Scan the records below and copy every line that contains the string "startup".
START Records shown
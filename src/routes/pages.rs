use crate::domain::SavedFlower;
use askama_actix::Template;

#[derive(Template)]
#[template(path = "create.html")]
pub struct CreatePage {
    pub state: CreateState,
    pub error: Option<String>,
}

/// What the create screen is showing. One variant per screen state keeps
/// impossible combinations (a preview without a draft, say) unrepresentable.
pub enum CreateState {
    /// No Trefle token configured; the flow is disabled with instructions.
    MissingToken,
    Idle,
    Preview(FlowerDraft),
}

/// A drawn plant awaiting a name and a save. Carried through the save form
/// as hidden fields so a failed save can re-render it unchanged.
pub struct FlowerDraft {
    pub name: String,
    pub image_url: String,
    pub scientific_name: Option<String>,
    pub trefle_id: Option<String>,
    pub common_name: Option<String>,
    pub attributes: Vec<String>,
}

impl FlowerDraft {
    pub fn attributes_line(&self) -> String {
        self.attributes.join(", ")
    }

    pub fn attributes_field(&self) -> String {
        self.attributes.join(",")
    }

    pub fn scientific_name_field(&self) -> &str {
        self.scientific_name.as_deref().unwrap_or("")
    }

    pub fn trefle_id_field(&self) -> &str {
        self.trefle_id.as_deref().unwrap_or("")
    }

    pub fn common_name_field(&self) -> &str {
        self.common_name.as_deref().unwrap_or("")
    }
}

#[derive(Template)]
#[template(path = "garden.html")]
pub struct GardenPage {
    pub state: GardenState,
}

pub enum GardenState {
    Error(String),
    /// Zero rows renders its own state, not an empty grid.
    Empty,
    Flowers(Vec<FlowerCard>),
}

pub struct FlowerCard {
    pub id: String,
    pub name: String,
    pub image_url: String,
    pub attributes_line: String,
}

impl From<&SavedFlower> for FlowerCard {
    fn from(flower: &SavedFlower) -> Self {
        FlowerCard {
            id: flower.id.to_string(),
            name: flower.name.clone(),
            image_url: flower.image_url.clone(),
            attributes_line: flower.attributes.botanical_attributes.join(", "),
        }
    }
}

#[derive(Template)]
#[template(path = "flower_detail.html")]
pub struct DetailPage {
    pub state: DetailState,
}

pub enum DetailState {
    NotFound,
    Error(String),
    Flower(FlowerView),
}

pub struct FlowerView {
    pub id: String,
    /// The stored name; the template compares the input against it to keep
    /// the update control disabled on a no-op rename.
    pub name: String,
    pub name_input: String,
    pub image_url: String,
    pub scientific_name: Option<String>,
    pub attributes: Vec<String>,
    pub created_at: String,
    pub error: Option<String>,
}

impl FlowerView {
    pub fn new(flower: &SavedFlower) -> Self {
        FlowerView {
            id: flower.id.to_string(),
            name: flower.name.clone(),
            name_input: flower.name.clone(),
            image_url: flower.image_url.clone(),
            scientific_name: flower.attributes.scientific_name.clone(),
            attributes: flower.attributes.botanical_attributes.clone(),
            created_at: flower.created_at.format("%B %e, %Y").to_string(),
            error: None,
        }
    }
}

#[cfg(test)]
mod tests {
    use super::{
        CreatePage, CreateState, DetailPage, DetailState, FlowerCard, FlowerDraft, FlowerView,
        GardenPage, GardenState,
    };
    use askama_actix::Template;

    fn draft() -> FlowerDraft {
        FlowerDraft {
            name: "Evening primrose".to_string(),
            image_url: "https://img.example/primrose.jpg".to_string(),
            scientific_name: Some("Oenothera biennis".to_string()),
            trefle_id: Some("153826".to_string()),
            common_name: Some("Evening primrose".to_string()),
            attributes: vec!["Colorful".to_string(), "Annual".to_string()],
        }
    }

    #[test]
    fn empty_garden_renders_the_empty_state_not_a_grid() {
        let html = GardenPage {
            state: GardenState::Empty,
        }
        .render()
        .expect("garden page");

        assert!(html.contains("No flowers yet!"));
        assert!(!html.contains(r#"class="card-grid""#));
    }

    #[test]
    fn populated_garden_renders_a_card_per_flower() {
        let html = GardenPage {
            state: GardenState::Flowers(vec![FlowerCard {
                id: "5f2b7f3e-0000-0000-0000-000000000000".to_string(),
                name: "Dahlia".to_string(),
                image_url: "https://img.example/dahlia.jpg".to_string(),
                attributes_line: "Colorful, Perennial, Ornamental".to_string(),
            }]),
        }
        .render()
        .expect("garden page");

        assert!(html.contains(r#"class="card-grid""#));
        assert!(html.contains("Dahlia"));
        assert!(html.contains("/flower/5f2b7f3e-0000-0000-0000-000000000000"));
    }

    #[test]
    fn missing_token_screen_explains_how_to_configure_one() {
        let html = CreatePage {
            state: CreateState::MissingToken,
            error: None,
        }
        .render()
        .expect("create page");

        assert!(html.contains("trefle.io"));
        assert!(html.contains("APP_TREFLE__TOKEN"));
    }

    #[test]
    fn preview_carries_the_draft_through_hidden_fields() {
        let html = CreatePage {
            state: CreateState::Preview(draft()),
            error: None,
        }
        .render()
        .expect("create page");

        assert!(html.contains(r#"value="Colorful,Annual""#));
        assert!(html.contains(r#"value="153826""#));
        assert!(html.contains("Colorful, Annual"));
    }

    #[test]
    fn create_error_message_is_rendered_inline() {
        let html = CreatePage {
            state: CreateState::Idle,
            error: Some("No plants with images found".to_string()),
        }
        .render()
        .expect("create page");

        assert!(html.contains("No plants with images found"));
    }

    #[test]
    fn detail_page_exposes_the_stored_name_for_the_no_op_rename_guard() {
        let view = FlowerView {
            id: "5f2b7f3e-0000-0000-0000-000000000000".to_string(),
            name: "Dahlia".to_string(),
            name_input: "Dahlia".to_string(),
            image_url: "https://img.example/dahlia.jpg".to_string(),
            scientific_name: None,
            attributes: vec!["Colorful".to_string()],
            created_at: "August  1, 2025".to_string(),
            error: None,
        };
        let html = DetailPage {
            state: DetailState::Flower(view),
        }
        .render()
        .expect("detail page");

        assert!(html.contains(r#"data-saved-name="Dahlia""#));
        assert!(html.contains(r#"value="Dahlia""#));
    }

    #[test]
    fn missing_flower_renders_the_not_found_message() {
        let html = DetailPage {
            state: DetailState::NotFound,
        }
        .render()
        .expect("detail page");

        assert!(html.contains("Flower not found"));
    }
}
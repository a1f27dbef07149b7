use crate::routes::pages::{FlowerCard, GardenPage, GardenState};
use crate::store::FlowerStore;
use actix_web::{HttpResponse, web};
use askama_actix::TemplateToResponse;
use tracing::error;

pub async fn garden(store: web::Data<FlowerStore>) -> HttpResponse {
    let state = match store.list_flowers().await {
        Ok(flowers) if flowers.is_empty() => GardenState::Empty,
        Ok(flowers) => GardenState::Flowers(flowers.iter().map(FlowerCard::from).collect()),
        Err(e) => {
            error!("Failed to load flowers: {e}");
            GardenState::Error(format!("Failed to load flowers: {e}"))
        }
    };

    GardenPage { state }.to_response()
}
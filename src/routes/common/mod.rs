mod respond;

pub use respond::{render_with_status, see_other};
mod delete;
mod get;
mod post;
mod update;

pub use delete::delete_flower;
pub use get::flower_detail;
pub use post::save_flower;
pub use update::rename_flower;

use crate::routes::common::render_with_status;
use crate::routes::pages::{DetailPage, DetailState};
use actix_web::HttpResponse;
use actix_web::http::StatusCode;
use uuid::Uuid;

fn parse_flower_id(raw: &str) -> Option<Uuid> {
    Uuid::parse_str(raw).ok()
}

fn not_found_page() -> HttpResponse {
    render_with_status(
        StatusCode::NOT_FOUND,
        &DetailPage {
            state: DetailState::NotFound,
        },
    )
}
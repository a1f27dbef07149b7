use super::plant_record::{PlantRecord, Toxicity};
use rand::seq::SliceRandom;

/// Appended (two of them, picked at random) when no botanical rule matches.
pub const GENERAL_ATTRIBUTES: [&str; 6] = [
    "Beautiful",
    "Natural",
    "Garden-worthy",
    "Unique",
    "Lovely",
    "Charming",
];

/// Padding applied in order until the attribute list reaches three entries.
pub const FILLER_ATTRIBUTES: [&str; 5] =
    ["Ornamental", "Decorative", "Popular", "Classic", "Elegant"];

/// Vocabulary of [`random_attributes`], used when no plant detail is available.
pub const FALLBACK_ATTRIBUTES: [&str; 6] = [
    "Colorful",
    "Fragrant",
    "Rare",
    "Medicinal",
    "Thorny",
    "Tropical",
];

const MAX_ATTRIBUTES: usize = 3;

/// Derives up to three descriptive attributes from a plant record.
///
/// The rule pass is cumulative: every matching rule appends its tag, in rule
/// order. Absent fields never match. If nothing matched, two distinct
/// [`GENERAL_ATTRIBUTES`] are drawn at random; a list still shorter than
/// three is then padded from [`FILLER_ATTRIBUTES`] in fixed order, and the
/// result is truncated to three.
pub fn derive_attributes(plant: &PlantRecord) -> Vec<&'static str> {
    let mut attributes = Vec::new();

    match plant.specifications.as_ref().and_then(|s| s.toxicity) {
        Some(Toxicity::None) => attributes.push("Safe"),
        Some(Toxicity::Low | Toxicity::Moderate | Toxicity::High) => attributes.push("Toxic"),
        Some(Toxicity::Unknown) | None => {}
    }

    let growth = plant.growth.as_ref();
    if let Some(light) = growth.and_then(|g| g.light) {
        // The two thresholds are not range-disjoint; both tags may fire.
        if light >= 8.0 {
            attributes.push("Sun-loving");
        }
        if light <= 4.0 {
            attributes.push("Shade-tolerant");
        }
    }
    if let Some(humidity) = growth.and_then(|g| g.atmospheric_humidity) {
        if humidity >= 7.0 {
            attributes.push("Tropical");
        }
    }
    if let Some(deg_c) = growth
        .and_then(|g| g.minimum_temperature.as_ref())
        .and_then(|t| t.deg_c)
    {
        if deg_c <= -20.0 {
            attributes.push("Hardy");
        }
    }

    if plant
        .flower
        .as_ref()
        .and_then(|f| f.color.as_ref())
        .is_some_and(|colors| !colors.is_empty())
    {
        attributes.push("Colorful");
    }

    if let Some(duration) = plant.duration.as_deref() {
        if duration.contains("perennial") {
            attributes.push("Perennial");
        }
        if duration.contains("annual") {
            attributes.push("Annual");
        }
    }

    if plant
        .edible_part
        .as_ref()
        .is_some_and(|parts| !parts.is_empty())
    {
        attributes.push("Edible");
    }

    if attributes.is_empty() {
        let mut rng = rand::thread_rng();
        attributes.extend(GENERAL_ATTRIBUTES.choose_multiple(&mut rng, 2).copied());
    }
    if attributes.len() < MAX_ATTRIBUTES {
        let needed = MAX_ATTRIBUTES - attributes.len();
        attributes.extend(FILLER_ATTRIBUTES.iter().take(needed).copied());
    }
    attributes.truncate(MAX_ATTRIBUTES);
    attributes
}

/// Three distinct attributes drawn at random from [`FALLBACK_ATTRIBUTES`],
/// independent of any plant data. Used when the detail fetch for a chosen
/// plant fails and only the summary record is available.
pub fn random_attributes() -> Vec<&'static str> {
    let mut rng = rand::thread_rng();
    FALLBACK_ATTRIBUTES
        .choose_multiple(&mut rng, MAX_ATTRIBUTES)
        .copied()
        .collect()
}

#[cfg(test)]
mod tests {
    use super::{
        FALLBACK_ATTRIBUTES, FILLER_ATTRIBUTES, GENERAL_ATTRIBUTES, derive_attributes,
        random_attributes,
    };
    use crate::domain::PlantRecord;
    use serde_json::json;

    fn record(value: serde_json::Value) -> PlantRecord {
        serde_json::from_value(value).expect("test plant record")
    }

    #[test]
    fn fully_matching_record_is_truncated_to_first_three_tags() {
        let plant = record(json!({
            "specifications": { "toxicity": "none" },
            "growth": {
                "light": 9,
                "atmospheric_humidity": 8,
                "minimum_temperature": { "deg_c": -25 }
            },
            "flower": { "color": ["red"] },
            "duration": "perennial",
            "edible_part": ["root"]
        }));

        assert_eq!(
            derive_attributes(&plant),
            vec!["Safe", "Sun-loving", "Tropical"]
        );
    }

    #[test]
    fn empty_record_gets_two_distinct_general_attributes() {
        let attributes = derive_attributes(&PlantRecord::default());

        assert_eq!(attributes.len(), 2);
        assert_ne!(attributes[0], attributes[1]);
        for attribute in &attributes {
            assert!(GENERAL_ATTRIBUTES.contains(attribute));
        }
    }

    #[test]
    fn single_match_is_padded_with_filler_in_fixed_order() {
        let plant = record(json!({
            "specifications": { "toxicity": "low" }
        }));

        assert_eq!(
            derive_attributes(&plant),
            vec!["Toxic", "Ornamental", "Decorative"]
        );
    }

    #[test]
    fn two_matches_get_a_single_filler_tag() {
        let plant = record(json!({
            "duration": "annual",
            "edible_part": ["leaves"]
        }));

        assert_eq!(derive_attributes(&plant), vec!["Annual", "Edible", "Ornamental"]);
    }

    #[test]
    fn unknown_toxicity_does_not_match_either_toxicity_rule() {
        let plant = record(json!({
            "specifications": { "toxicity": "severe" },
            "duration": "perennial"
        }));

        assert_eq!(
            derive_attributes(&plant),
            vec!["Perennial", "Ornamental", "Decorative"]
        );
    }

    #[test]
    fn shade_tolerance_counts_a_light_level_of_zero() {
        let plant = record(json!({
            "growth": { "light": 0 }
        }));

        assert_eq!(
            derive_attributes(&plant),
            vec!["Shade-tolerant", "Ornamental", "Decorative"]
        );
    }

    #[test]
    fn output_length_is_always_between_one_and_three() {
        let records = [
            json!({}),
            json!({ "duration": "annual" }),
            json!({ "duration": "perennial, annual", "flower": { "color": ["blue", "white"] } }),
            json!({
                "specifications": { "toxicity": "high" },
                "growth": { "light": 10, "atmospheric_humidity": 9 },
                "flower": { "color": ["pink"] },
                "duration": "perennial",
                "edible_part": ["fruit"]
            }),
        ];

        for value in records {
            let attributes = derive_attributes(&record(value));
            assert!((1..=3).contains(&attributes.len()));
        }
    }

    #[test]
    fn empty_sequences_do_not_count_as_matches() {
        let plant = record(json!({
            "flower": { "color": [] },
            "edible_part": []
        }));

        let attributes = derive_attributes(&plant);
        assert!(!attributes.contains(&"Colorful"));
        assert!(!attributes.contains(&"Edible"));
    }

    #[test]
    fn random_attributes_picks_three_distinct_fallback_tags() {
        let attributes = random_attributes();

        assert_eq!(attributes.len(), 3);
        for attribute in &attributes {
            assert!(FALLBACK_ATTRIBUTES.contains(attribute));
        }
        assert!(attributes[0] != attributes[1]);
        assert!(attributes[1] != attributes[2]);
        assert!(attributes[0] != attributes[2]);
    }

    #[test]
    fn filler_never_appears_before_an_organic_tag() {
        let plant = record(json!({
            "duration": "perennial"
        }));

        let attributes = derive_attributes(&plant);
        assert_eq!(attributes[0], "Perennial");
        assert!(FILLER_ATTRIBUTES.contains(&attributes[1]));
    }
}
use std::fmt;

/// A flower name as entered by the user: trimmed and guaranteed non-empty.
#[derive(Debug, Clone)]
pub struct FlowerName(String);

impl FlowerName {
    pub fn parse(input: &str) -> Result<FlowerName, InvalidFlowerName> {
        let trimmed = input.trim();
        if trimmed.is_empty() {
            return Err(InvalidFlowerName);
        }
        Ok(FlowerName(trimmed.to_string()))
    }

    pub fn as_str(&self) -> &str {
        &self.0
    }
}

impl AsRef<str> for FlowerName {
    fn as_ref(&self) -> &str {
        &self.0
    }
}

impl fmt::Display for FlowerName {
    fn fmt(&self, f: &mut fmt::Formatter<'_>) -> fmt::Result {
        f.write_str(&self.0)
    }
}

#[derive(Debug, thiserror::Error)]
#[error("flower name cannot be empty")]
pub struct InvalidFlowerName;
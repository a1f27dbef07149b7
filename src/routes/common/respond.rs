use actix_web::HttpResponse;
use actix_web::http::StatusCode;
use actix_web::http::header::{ContentType, LOCATION};
use askama_actix::Template;
use tracing::error;

pub fn see_other(location: &str) -> HttpResponse {
    HttpResponse::SeeOther()
        .insert_header((LOCATION, location))
        .finish()
}

/// Renders a template with an explicit status code; `to_response()` covers
/// the plain 200 case.
pub fn render_with_status<T: Template>(status: StatusCode, template: &T) -> HttpResponse {
    match template.render() {
        Ok(body) => HttpResponse::build(status)
            .content_type(ContentType::html())
            .body(body),
        Err(e) => {
            error!("Failed to render template: {e}");
            HttpResponse::InternalServerError().finish()
        }
    }
}
use dotenv::dotenv;
use garden::configuration::get_configuration;
use garden::startup::Application;
use garden::telemetry::init_telemetry;
use tracing::info;

#[actix_web::main]
async fn main() -> anyhow::Result<()> {
    dotenv().ok();
    init_telemetry();

    let configuration = get_configuration().expect("Failed to read configuration.");
    let application = Application::build(configuration).await?;
    info!("Garden listening on port {}", application.port());
    application.run_until_stopped().await?;
    Ok(())
}
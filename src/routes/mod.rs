mod common;
mod create;
mod flowers;
mod garden;
pub mod pages;

pub use create::{create_screen, draw_plant};
pub use flowers::{delete_flower, flower_detail, rename_flower, save_flower};
pub use garden::garden;
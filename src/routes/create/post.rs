use crate::domain::{PlantRecord, derive_attributes, random_attributes};
use crate::routes::pages::{CreatePage, CreateState, FlowerDraft};
use crate::trefle::TrefleClient;
use actix_web::{HttpResponse, web};
use askama_actix::TemplateToResponse;
use tracing::{error, warn};

/// Draws a random plant: one page of candidates, one picked at random, then
/// the detail record for it. A failed detail fetch degrades to the summary
/// record with random attributes instead of surfacing an error.
pub async fn draw_plant(trefle: web::Data<TrefleClient>) -> HttpResponse {
    if !trefle.is_configured() {
        return CreatePage {
            state: CreateState::MissingToken,
            error: None,
        }
        .to_response();
    }

    let summary = match trefle.random_candidate().await {
        Ok(summary) => summary,
        Err(e) => {
            error!("Failed to draw a plant: {e}");
            return CreatePage {
                state: CreateState::Idle,
                error: Some(e.to_string()),
            }
            .to_response();
        }
    };

    let (plant, attributes) = match summary.id {
        Some(id) => match trefle.fetch_plant_detail(id).await {
            Ok(detail) => {
                let attributes = derive_attributes(&detail);
                (detail, attributes)
            }
            Err(e) => {
                warn!("Plant detail unavailable, falling back to the summary record: {e}");
                (summary, random_attributes())
            }
        },
        None => (summary, random_attributes()),
    };

    CreatePage {
        state: CreateState::Preview(draft_from(plant, attributes)),
        error: None,
    }
    .to_response()
}

fn draft_from(plant: PlantRecord, attributes: Vec<&'static str>) -> FlowerDraft {
    FlowerDraft {
        name: plant
            .common_name
            .clone()
            .unwrap_or_else(|| "Unknown Plant".to_string()),
        image_url: plant.image_url.unwrap_or_default(),
        scientific_name: plant.scientific_name,
        trefle_id: plant.id.map(|id| id.to_string()),
        common_name: plant.common_name,
        attributes: attributes.into_iter().map(String::from).collect(),
    }
}
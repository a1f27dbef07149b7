//! Garden: draw a random plant from Trefle, tag it, and keep the ones you
//! like in a Postgres-backed garden.

pub mod configuration;
pub mod domain;
pub mod routes;
pub mod startup;
pub mod store;
pub mod telemetry;
pub mod trefle;
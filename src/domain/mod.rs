mod attributes;
mod flower;
mod flower_name;
mod new_flower;
mod plant_record;

pub use attributes::{derive_attributes, random_attributes};
pub use flower::{FlowerAttributes, SavedFlower};
pub use flower_name::{FlowerName, InvalidFlowerName};
pub use new_flower::NewFlower;
pub use plant_record::PlantRecord;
END Records shown
## [Solved exercise]
use garden::startup::Application;
pub mod startup;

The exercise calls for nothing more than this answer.